__Work task__:
How does the data below read from its first line through the line containing "every other parameter."? Print those lines exactly.

__Records for this task__:
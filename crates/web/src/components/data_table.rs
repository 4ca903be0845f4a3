//! Data table component types.
//!
//! A table is described once with [`DataTableConfig`] and turned into a
//! [`TableView`] per request: header links that toggle sorting, the search
//! box and select filters pre-filled from the query string, and pagination
//! links that keep every other parameter.

use gainsy_core::{ListQuery, Listable, Page, SortDirection};
use url::form_urlencoded;

/// Column definition for a data table.
#[derive(Debug, Clone)]
pub struct TableColumn {
    /// Display label for the column header.
    pub label: String,
    /// Sort key passed as `?sort=`, when the column is sortable.
    pub sort_key: Option<String>,
    /// Extra CSS classes (alignment).
    pub class: String,
}

impl TableColumn {
    /// Create a sortable column.
    #[must_use]
    pub fn sortable(sort_key: &str, label: &str) -> Self {
        Self {
            label: label.to_string(),
            sort_key: Some(sort_key.to_string()),
            class: String::new(),
        }
    }

    /// Create a non-sortable column.
    #[must_use]
    pub fn new(label: &str) -> Self {
        Self {
            label: label.to_string(),
            sort_key: None,
            class: String::new(),
        }
    }

    /// Right-align the column (numbers, money).
    #[must_use]
    pub fn numeric(mut self) -> Self {
        self.class = "text-right".to_string();
        self
    }
}

/// Option for select filters.
#[derive(Debug, Clone)]
pub struct FilterOption {
    pub value: String,
    pub label: String,
}

impl FilterOption {
    /// Create a new filter option.
    #[must_use]
    pub fn new(value: &str, label: &str) -> Self {
        Self {
            value: value.to_string(),
            label: label.to_string(),
        }
    }
}

/// Single-select filter definition.
#[derive(Debug, Clone)]
pub struct TableFilter {
    /// Query parameter key.
    pub key: String,
    pub label: String,
    /// Options after the implicit "All" entry.
    pub options: Vec<FilterOption>,
}

impl TableFilter {
    /// Create a select filter.
    #[must_use]
    pub fn select(key: &str, label: &str, options: Vec<FilterOption>) -> Self {
        Self {
            key: key.to_string(),
            label: label.to_string(),
            options,
        }
    }
}

/// Configuration for a data table.
#[derive(Debug, Clone)]
pub struct DataTableConfig {
    /// Path the table's links point at.
    pub base_path: String,
    pub columns: Vec<TableColumn>,
    pub filters: Vec<TableFilter>,
    pub search_placeholder: String,
    pub empty_title: String,
    pub empty_description: Option<String>,
}

impl DataTableConfig {
    /// Create a new data table configuration.
    #[must_use]
    pub fn new(base_path: &str) -> Self {
        Self {
            base_path: base_path.to_string(),
            columns: vec![],
            filters: vec![],
            search_placeholder: "Search...".to_string(),
            empty_title: "No items found".to_string(),
            empty_description: None,
        }
    }

    /// Add a column.
    #[must_use]
    pub fn column(mut self, column: TableColumn) -> Self {
        self.columns.push(column);
        self
    }

    /// Add a filter.
    #[must_use]
    pub fn filter(mut self, filter: TableFilter) -> Self {
        self.filters.push(filter);
        self
    }

    /// Set search placeholder.
    #[must_use]
    pub fn search_placeholder(mut self, placeholder: &str) -> Self {
        self.search_placeholder = placeholder.to_string();
        self
    }

    /// Set empty state text.
    #[must_use]
    pub fn empty_state(mut self, title: &str, description: Option<&str>) -> Self {
        self.empty_title = title.to_string();
        self.empty_description = description.map(ToString::to_string);
        self
    }

    /// Build the per-request view for rows of type `T`.
    ///
    /// `extra` holds filter values outside [`ListQuery`] (e.g. `store`),
    /// keyed like the configured filters.
    #[must_use]
    pub fn view<T: Listable, R>(
        &self,
        query: &ListQuery,
        extra: &[(&str, Option<String>)],
        page: &Page<R>,
    ) -> TableView {
        let params = LinkParams::from_query::<T>(query, extra);
        let sort_key = query.sort_key::<T>();
        let direction = query.direction::<T>();

        let headers = self
            .columns
            .iter()
            .map(|column| {
                let Some(key) = column.sort_key.as_deref() else {
                    return HeaderView {
                        label: column.label.clone(),
                        class: column.class.clone(),
                        href: None,
                        indicator: "",
                    };
                };
                let active = key == sort_key;
                let next_direction = if active {
                    direction.flipped()
                } else {
                    SortDirection::Asc
                };
                let href = params
                    .with("sort", Some(key.to_string()))
                    .with("dir", Some(next_direction.as_str().to_string()))
                    .with("page", None)
                    .href(&self.base_path);
                HeaderView {
                    label: column.label.clone(),
                    class: column.class.clone(),
                    href: Some(href),
                    indicator: match (active, direction) {
                        (false, _) => "",
                        (true, SortDirection::Asc) => "▲",
                        (true, SortDirection::Desc) => "▼",
                    },
                }
            })
            .collect();

        let filters = self
            .filters
            .iter()
            .map(|filter| {
                let current = params.get(&filter.key).unwrap_or_default();
                FilterView {
                    key: filter.key.clone(),
                    label: filter.label.clone(),
                    options: filter
                        .options
                        .iter()
                        .map(|option| OptionView {
                            value: option.value.clone(),
                            label: option.label.clone(),
                            selected: option.value.eq_ignore_ascii_case(current),
                        })
                        .collect(),
                }
            })
            .collect();

        let page_href = |n: usize| {
            params
                .with("page", Some(n.to_string()))
                .href(&self.base_path)
        };

        TableView {
            base_path: self.base_path.clone(),
            search: query.q.clone().unwrap_or_default(),
            search_placeholder: self.search_placeholder.clone(),
            sort: sort_key.to_string(),
            dir: direction.as_str().to_string(),
            headers,
            filters,
            is_empty: page.items.is_empty(),
            is_filtered: query.search_term().is_some()
                || query.status_filter().is_some()
                || extra.iter().any(|(_, v)| v.is_some()),
            empty_title: self.empty_title.clone(),
            empty_description: self.empty_description.clone(),
            summary: if page.total == 0 {
                "No results".to_string()
            } else {
                format!(
                    "Showing {}–{} of {}",
                    page.first_index(),
                    page.last_index(),
                    page.total
                )
            },
            prev_href: page.has_prev().then(|| page_href(page.page - 1)),
            next_href: page.has_next().then(|| page_href(page.page + 1)),
        }
    }
}

/// Column header as rendered.
#[derive(Debug, Clone)]
pub struct HeaderView {
    pub label: String,
    pub class: String,
    pub href: Option<String>,
    pub indicator: &'static str,
}

/// Select filter as rendered.
#[derive(Debug, Clone)]
pub struct FilterView {
    pub key: String,
    pub label: String,
    pub options: Vec<OptionView>,
}

/// Select option as rendered.
#[derive(Debug, Clone)]
pub struct OptionView {
    pub value: String,
    pub label: String,
    pub selected: bool,
}

/// Everything a list template needs besides the rows.
#[derive(Debug, Clone)]
pub struct TableView {
    pub base_path: String,
    pub search: String,
    pub search_placeholder: String,
    pub sort: String,
    pub dir: String,
    pub headers: Vec<HeaderView>,
    pub filters: Vec<FilterView>,
    pub is_empty: bool,
    /// Whether any search or filter narrowed the list.
    pub is_filtered: bool,
    pub empty_title: String,
    pub empty_description: Option<String>,
    pub summary: String,
    pub prev_href: Option<String>,
    pub next_href: Option<String>,
}

/// Ordered query parameters carried between table links.
#[derive(Debug, Clone)]
struct LinkParams(Vec<(String, String)>);

impl LinkParams {
    fn from_query<T: Listable>(query: &ListQuery, extra: &[(&str, Option<String>)]) -> Self {
        let mut params = Self(Vec::new());
        params = params
            .with("q", query.search_term().and(query.q.clone()))
            .with("status", query.status_filter().map(ToString::to_string));
        for (key, value) in extra {
            params = params.with(key, value.clone());
        }
        params
            .with("sort", query.sort.as_ref().map(|_| query.sort_key::<T>().to_string()))
            .with("dir", query.dir.map(|d| d.as_str().to_string()))
            .with("page", query.page.filter(|p| *p > 1).map(|p| p.to_string()))
    }

    fn get(&self, key: &str) -> Option<&str> {
        self.0
            .iter()
            .find(|(k, _)| k == key)
            .map(|(_, v)| v.as_str())
    }

    /// Set or remove `key`, keeping its position when present.
    fn with(&self, key: &str, value: Option<String>) -> Self {
        let mut params = self.0.clone();
        let value = value.map(|v| v.trim().to_string()).filter(|v| !v.is_empty());
        match (params.iter().position(|(k, _)| k == key), value) {
            (Some(i), Some(v)) => {
                if let Some(slot) = params.get_mut(i) {
                    slot.1 = v;
                }
            }
            (Some(i), None) => {
                params.remove(i);
            }
            (None, Some(v)) => params.push((key.to_string(), v)),
            (None, None) => {}
        }
        Self(params)
    }

    fn href(&self, base_path: &str) -> String {
        if self.0.is_empty() {
            return base_path.to_string();
        }
        let query = form_urlencoded::Serializer::new(String::new())
            .extend_pairs(&self.0)
            .finish();
        format!("{base_path}?{query}")
    }
}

__Response to the exercise__:
filename crates/web/src/components/data_table.rs
repository 4ca903be0845f4a3
//! Data table component types.
//!
//! A table is described once with [`DataTableConfig`] and turned into a
//! [`TableView`] per request: header links that toggle sorting, the search
//! box and select filters pre-filled from the query string, and pagination
//! links that keep every other parameter.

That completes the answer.